#### PROBLEM TO SOLVE:
Match the string "Committing" against each line below, and copy every line that matches.

-- Opening Marker --

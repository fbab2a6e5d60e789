use serde::{Deserialize, Serialize};
use std::fmt;
use uuid::Uuid;

/// Unique identifier of one transaction instance.
#[derive(Debug, Clone, Copy, Serialize, Deserialize, PartialEq, Eq, Hash)]
#[serde(transparent)]
pub struct TxnId(pub Uuid);

impl TxnId {
    pub fn new() -> Self {
        Self(Uuid::new_v4())
    }
}

impl Default for TxnId {
    fn default() -> Self {
        Self::new()
    }
}

impl fmt::Display for TxnId {
    fn fmt(&self, f: &mut fmt::Formatter<'_>) -> fmt::Result {
        write!(f, "{}", self.0)
    }
}

#[derive(Debug, Clone, Copy, Serialize, Deserialize, PartialEq, Eq, Hash, PartialOrd, Ord)]
pub enum Phase {
    /// Non-destructive validation, safe to repeat.
    Stage,
    /// Locally recoverable side effects.
    Commit,
    /// The authoritative write to the replicated store.
    Store,
    /// Compensation after a failed phase.
    Rollback,
}

impl Phase {
    /// Phases run on every target node, in order, on the success path.
    pub const FORWARD: [Phase; 3] = [Phase::Stage, Phase::Commit, Phase::Store];

    /// Phases whose steps may leave effects that need compensating.
    pub fn is_mutating(&self) -> bool {
        matches!(self, Phase::Commit | Phase::Store)
    }

    pub fn running_state(&self) -> TxnState {
        match self {
            Phase::Stage => TxnState::Staging,
            Phase::Commit => TxnState::Committing,
            Phase::Store => TxnState::Storing,
            Phase::Rollback => TxnState::RollingBack,
        }
    }
}

impl fmt::Display for Phase {
    fn fmt(&self, f: &mut fmt::Formatter<'_>) -> fmt::Result {
        let name = match self {
            Phase::Stage => "Stage",
            Phase::Commit => "Commit",
            Phase::Store => "Store",
            Phase::Rollback => "Rollback",
        };
        f.write_str(name)
    }
}

#[derive(Debug, Clone, Copy, Serialize, Deserialize, PartialEq, Eq)]
pub enum TxnState {
    Created,
    Locking,
    Staging,
    Committing,
    Storing,
    RollingBack,
    Succeeded,
    Failed,
}

impl TxnState {
    pub fn is_terminal(&self) -> bool {
        matches!(self, TxnState::Succeeded | TxnState::Failed)
    }
}

/// Which nodes receive the rollback step after a failed phase.
///
/// Both scopes include nodes that failed Commit or Store, since their outcome
/// may be partial. They differ on nodes that only got through Stage.
#[derive(Debug, Clone, Copy, Default, Serialize, Deserialize, PartialEq, Eq)]
#[serde(rename_all = "lowercase")]
pub enum RollbackScope {
    /// Every node that completed at least one phase.
    #[default]
    Completed,
    /// Only nodes that took part in Commit or Store.
    Mutating,
}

-- Closing Marker --

#### SOLUTION FOR THIS TASK:
            Phase::Commit => TxnState::Committing,
    Committing,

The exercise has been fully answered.